## The task
Lines holding the string "VideoProducer" are the ones to copy; find them all in the data.

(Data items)
// video.rs - decoded frame hand-off into the video texture
//
// A decoder thread holds a `VideoProducer` obtained from the surface id and
// submits RGBA frames; the render thread drains the newest one per frame.

use crate::device::{RenderDevice, TextureId};
use crate::error::{PlayerError, Result};
use crate::registry;
use crate::throttle::LogThrottle;
use crossbeam_channel::{Receiver, Sender, TrySendError};
use log::{debug, info, warn};
use std::sync::atomic::{AtomicUsize, Ordering};
use std::sync::Arc;

const IDENTITY: [f32; 16] = [
    1.0, 0.0, 0.0, 0.0,
    0.0, 1.0, 0.0, 0.0,
    0.0, 0.0, 1.0, 0.0,
    0.0, 0.0, 0.0, 1.0,
];

/// Frames buffered between producer and renderer before the producer drops.
const QUEUE_DEPTH: usize = 2;

/// One decoded RGBA8 frame plus the producer's texture-coordinate transform.
#[derive(Debug, Clone, PartialEq)]
pub struct VideoFrame {
    pub width: u32,
    pub height: u32,
    pub pixels: Vec<u8>,
    pub transform: [f32; 16],
}

impl VideoFrame {
    pub fn rgba(width: u32, height: u32, pixels: Vec<u8>) -> Result<Self> {
        let expected = width as usize * height as usize * 4;
        if width == 0 || height == 0 || pixels.len() != expected {
            return Err(PlayerError::InvalidArgument(format!(
                "frame {width}x{height} needs {expected} bytes, got {}",
                pixels.len()
            )));
        }
        Ok(Self { width, height, pixels, transform: IDENTITY })
    }

    pub fn with_transform(mut self, transform: [f32; 16]) -> Self {
        self.transform = transform;
        self
    }
}

/// Sender side shared by a surface's registry entry and its producers.
#[derive(Debug)]
struct Channel {
    tx: Sender<VideoFrame>,
    producers: AtomicUsize,
}

/// Registry entry of a video surface; hands out producers.
#[derive(Debug, Clone)]
pub(crate) struct VideoSource {
    surface_id: u64,
    channel: Arc<Channel>,
}

impl VideoSource {
    fn attach(&self) -> VideoProducer {
        VideoProducer::attached(self.surface_id, Arc::clone(&self.channel))
    }
}

/// Producer end of a video surface. The surface counts as fed while at least
/// one producer is alive.
#[derive(Debug)]
pub struct VideoProducer {
    surface_id: u64,
    channel: Arc<Channel>,
}

impl VideoProducer {
    fn attached(surface_id: u64, channel: Arc<Channel>) -> Self {
        channel.producers.fetch_add(1, Ordering::AcqRel);
        Self { surface_id, channel }
    }

    pub fn surface_id(&self) -> u64 {
        self.surface_id
    }

    /// Queues a frame. Returns `Ok(false)` when the renderer is behind and the
    /// frame was dropped.
    pub fn submit(&self, frame: VideoFrame) -> Result<bool> {
        match self.channel.tx.try_send(frame) {
            Ok(()) => Ok(true),
            Err(TrySendError::Full(_)) => Ok(false),
            Err(TrySendError::Disconnected(_)) => Err(PlayerError::VideoSourceDisconnected),
        }
    }
}

impl Clone for VideoProducer {
    fn clone(&self) -> Self {
        Self::attached(self.surface_id, Arc::clone(&self.channel))
    }
}

impl Drop for VideoProducer {
    fn drop(&mut self) {
        self.channel.producers.fetch_sub(1, Ordering::AcqRel);
    }
}

/// Looks up the producer for a surface id as handed out by the player.
pub fn connect(surface_id: &str) -> Result<VideoProducer> {
    let id: u64 = surface_id
        .trim()
        .parse()
        .map_err(|_| PlayerError::InvalidArgument(format!("surface id {surface_id:?}")))?;
    registry::lookup_video_surface(id)
        .map(|source| source.attach())
        .ok_or(PlayerError::SurfaceNotFound(id))
}

#[derive(Debug, Clone, Copy, PartialEq, Eq)]
pub enum VideoStatus {
    NotConnected,
    Connected,
    Disconnected,
}

/// Flips the V axis of a texture transform: row 1 becomes `1 - row 1`.
pub fn flip_y(mut m: [f32; 16]) -> [f32; 16] {
    m[1] = -m[1];
    m[5] = -m[5];
    m[9] = -m[9];
    m[13] = 1.0 - m[13];
    m
}

/// Consumer end, owned by the render thread together with its texture.
pub struct VideoSurface {
    id: u64,
    texture: TextureId,
    rx: Receiver<VideoFrame>,
    channel: Arc<Channel>,
    transform: [f32; 16],
    status: VideoStatus,
    ever_succeeded: bool,
    consecutive_failures: u32,
    disconnect_threshold: u32,
    waiting_log: LogThrottle,
    transient_log: LogThrottle,
}

impl VideoSurface {
    pub fn create(
        texture: TextureId,
        disconnect_threshold: u32,
        waiting_log_every: u32,
        transient_log_every: u32,
    ) -> Self {
        let (tx, rx) = crossbeam_channel::bounded(QUEUE_DEPTH);
        let channel = Arc::new(Channel { tx, producers: AtomicUsize::new(0) });
        let id = registry::register_video_surface(|surface_id| VideoSource {
            surface_id,
            channel: Arc::clone(&channel),
        });
        info!("video surface {id} created");
        Self {
            id,
            texture,
            rx,
            channel,
            transform: flip_y(IDENTITY),
            status: VideoStatus::NotConnected,
            ever_succeeded: false,
            consecutive_failures: 0,
            disconnect_threshold: disconnect_threshold.max(1),
            waiting_log: LogThrottle::new(waiting_log_every),
            transient_log: LogThrottle::new(transient_log_every),
        }
    }

    pub fn surface_id(&self) -> u64 {
        self.id
    }

    pub fn texture(&self) -> TextureId {
        self.texture
    }

    pub fn status(&self) -> VideoStatus {
        self.status
    }

    /// Sampling transform of the last uploaded frame.
    pub fn transform(&self) -> [f32; 16] {
        self.transform
    }

    /// Producers currently attached to this surface.
    pub fn producer_count(&self) -> usize {
        self.channel.producers.load(Ordering::Acquire)
    }

    /// Uploads the newest queued frame, if any.
    ///
    /// Before the first frame this reports `VideoSourceNotConnected`. Afterwards
    /// an empty queue with a producer attached just keeps the previous frame and
    /// transform. Only update failures (no producer left, or an upload the
    /// device rejected) count, and a run of them reports
    /// `VideoSourceDisconnected`.
    pub fn update(&mut self, device: &mut dyn RenderDevice) -> Result<[f32; 16]> {
        let Some(frame) = self.rx.try_iter().last() else {
            if self.producer_count() > 0 {
                return self.on_idle();
            }
            return self.on_failure("no producer attached");
        };

        if let Err(e) = device.upload_video_frame(self.texture, &frame) {
            return self.on_failure(&e.to_string());
        }
        self.transform = flip_y(frame.transform);
        self.consecutive_failures = 0;
        self.ever_succeeded = true;
        if self.status != VideoStatus::Connected {
            info!("video surface {} connected ({}x{})", self.id, frame.width, frame.height);
            self.status = VideoStatus::Connected;
            self.transient_log.reset();
        }
        Ok(self.transform)
    }

    fn on_idle(&mut self) -> Result<[f32; 16]> {
        if !self.ever_succeeded {
            return self.not_connected();
        }
        Ok(self.transform)
    }

    fn not_connected(&mut self) -> Result<[f32; 16]> {
        if self.waiting_log.tick() {
            debug!(
                "video surface {} has no frame yet ({} checks)",
                self.id,
                self.waiting_log.count()
            );
        }
        Err(PlayerError::VideoSourceNotConnected)
    }

    fn on_failure(&mut self, reason: &str) -> Result<[f32; 16]> {
        if !self.ever_succeeded {
            return self.not_connected();
        }

        self.consecutive_failures += 1;
        if self.transient_log.tick() {
            debug!("video surface {} update failed ({reason}), reusing last frame", self.id);
        }
        if self.consecutive_failures >= self.disconnect_threshold {
            if self.status == VideoStatus::Connected {
                warn!(
                    "video surface {} disconnected after {} failed updates: {reason}",
                    self.id, self.consecutive_failures
                );
            }
            self.status = VideoStatus::Disconnected;
            return Err(PlayerError::VideoSourceDisconnected);
        }
        Ok(self.transform)
    }
}

impl Drop for VideoSurface {
    fn drop(&mut self) {
        registry::unregister_video_surface(self.id);
        info!("video surface {} released", self.id);
    }
}

#[cfg(test)]
mod tests {
    use super::*;
    use crate::mock::{GpuCall, RecordingBackend};

    fn frame() -> VideoFrame {
        VideoFrame::rgba(2, 2, vec![255; 16]).unwrap()
    }

    #[test]
    fn rejects_short_frames() {
        assert!(matches!(
            VideoFrame::rgba(2, 2, vec![0; 15]),
            Err(PlayerError::InvalidArgument(_))
        ));
    }

    #[test]
    fn flip_is_an_involution_on_v() {
        let flipped = flip_y(IDENTITY);
        assert_eq!(flipped[5], -1.0);
        assert_eq!(flipped[13], 1.0);
        assert_eq!(flip_y(flipped), IDENTITY);
    }

    #[test]
    fn connect_by_surface_id() {
        let (mut device, log) = RecordingBackend::new();
        let texture = device.create_video_texture();
        let mut surface = VideoSurface::create(texture, 3, 60, 300);
        let id = surface.surface_id().to_string();

        let producer = connect(&id).unwrap();
        assert_eq!(producer.surface_id(), surface.surface_id());
        assert!(producer.submit(frame()).unwrap());
        assert!(surface.update(&mut device).is_ok());
        assert_eq!(log.count(|c| matches!(c, GpuCall::UploadVideoFrame { .. })), 1);

        assert!(matches!(connect("nope"), Err(PlayerError::InvalidArgument(_))));
        drop(surface);
        assert!(matches!(connect(&id), Err(PlayerError::SurfaceNotFound(_))));
    }

    #[test]
    fn connection_tracking() {
        let (mut device, _log) = RecordingBackend::new();
        let texture = device.create_video_texture();
        let mut surface = VideoSurface::create(texture, 3, 60, 300);
        let producer = connect(&surface.surface_id().to_string()).unwrap();
        assert_eq!(surface.producer_count(), 1);

        assert_eq!(surface.update(&mut device), Err(PlayerError::VideoSourceNotConnected));
        assert_eq!(surface.status(), VideoStatus::NotConnected);

        let transform = [
            1.0, 0.0, 0.0, 0.0, 0.0, 1.0, 0.0, 0.0, 0.0, 0.0, 1.0, 0.0, 0.25, 0.0, 0.0, 1.0,
        ];
        producer.submit(frame().with_transform(transform)).unwrap();
        let applied = surface.update(&mut device).unwrap();
        assert_eq!(applied, flip_y(transform));
        assert_eq!(surface.status(), VideoStatus::Connected);

        // An empty queue with a live producer reuses the last transform.
        for _ in 0..10 {
            assert_eq!(surface.update(&mut device), Ok(applied));
        }
        assert_eq!(surface.status(), VideoStatus::Connected);
        assert_eq!(surface.transform(), applied);
    }

    #[test]
    fn slow_producer_stays_connected() {
        let (mut device, log) = RecordingBackend::new();
        let texture = device.create_video_texture();
        let mut surface = VideoSurface::create(texture, 3, 60, 300);
        let producer = connect(&surface.surface_id().to_string()).unwrap();

        let mut transitions = 0;
        let mut last = surface.status();
        for tick in 0..40 {
            if tick % 4 == 0 {
                producer.submit(frame()).unwrap();
            }
            assert!(surface.update(&mut device).is_ok(), "update {tick} failed");
            if surface.status() != last {
                transitions += 1;
                last = surface.status();
            }
        }
        assert_eq!(transitions, 1);
        assert_eq!(surface.status(), VideoStatus::Connected);
        assert_eq!(log.count(|c| matches!(c, GpuCall::UploadVideoFrame { .. })), 10);
    }

    #[test]
    fn dropped_producer_escalates_to_disconnected() {
        let (mut device, _log) = RecordingBackend::new();
        let texture = device.create_video_texture();
        let mut surface = VideoSurface::create(texture, 3, 60, 300);
        let producer = connect(&surface.surface_id().to_string()).unwrap();
        let second = producer.clone();
        assert_eq!(surface.producer_count(), 2);

        producer.submit(frame()).unwrap();
        let applied = surface.update(&mut device).unwrap();
        drop(producer);
        assert_eq!(surface.update(&mut device), Ok(applied));
        drop(second);
        assert_eq!(surface.producer_count(), 0);

        assert_eq!(surface.update(&mut device), Ok(applied));
        assert_eq!(surface.update(&mut device), Ok(applied));
        assert_eq!(surface.status(), VideoStatus::Connected);
        assert_eq!(surface.update(&mut device), Err(PlayerError::VideoSourceDisconnected));
        assert_eq!(surface.status(), VideoStatus::Disconnected);
        assert_eq!(surface.transform(), applied);

        let producer = connect(&surface.surface_id().to_string()).unwrap();
        producer.submit(frame()).unwrap();
        assert!(surface.update(&mut device).is_ok());
        assert_eq!(surface.status(), VideoStatus::Connected);
    }

    #[test]
    fn rejected_uploads_count_as_failures() {
        let (mut device, log) = RecordingBackend::new();
        let controls = device.controls();
        let texture = device.create_video_texture();
        let mut surface = VideoSurface::create(texture, 2, 60, 300);
        let producer = connect(&surface.surface_id().to_string()).unwrap();

        producer.submit(frame()).unwrap();
        let applied = surface.update(&mut device).unwrap();

        controls.fail_upload(true);
        producer.submit(frame()).unwrap();
        assert_eq!(surface.update(&mut device), Ok(applied));
        producer.submit(frame()).unwrap();
        assert_eq!(surface.update(&mut device), Err(PlayerError::VideoSourceDisconnected));
        assert_eq!(log.count(|c| matches!(c, GpuCall::UploadVideoFrame { .. })), 1);

        controls.fail_upload(false);
        producer.submit(frame()).unwrap();
        assert!(surface.update(&mut device).is_ok());
        assert_eq!(surface.status(), VideoStatus::Connected);
    }

    #[test]
    fn newest_frame_wins_and_full_queue_drops() {
        let (mut device, log) = RecordingBackend::new();
        let texture = device.create_video_texture();
        let mut surface = VideoSurface::create(texture, 3, 60, 300);
        let producer = connect(&surface.surface_id().to_string()).unwrap();

        assert!(producer.submit(frame()).unwrap());
        assert!(producer.submit(VideoFrame::rgba(1, 1, vec![0; 4]).unwrap()).unwrap());
        assert!(!producer.submit(frame()).unwrap());

        surface.update(&mut device).unwrap();
        let uploads: Vec<_> = log
            .calls()
            .into_iter()
            .filter(|c| matches!(c, GpuCall::UploadVideoFrame { .. }))
            .collect();
        assert_eq!(uploads, vec![GpuCall::UploadVideoFrame { texture, width: 1, height: 1 }]);
    }
}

## Solution to the problem
// A decoder thread holds a `VideoProducer` obtained from the surface id and
    fn attach(&self) -> VideoProducer {
        VideoProducer::attached(self.surface_id, Arc::clone(&self.channel))
pub struct VideoProducer {
impl VideoProducer {
impl Clone for VideoProducer {
impl Drop for VideoProducer {
pub fn connect(surface_id: &str) -> Result<VideoProducer> {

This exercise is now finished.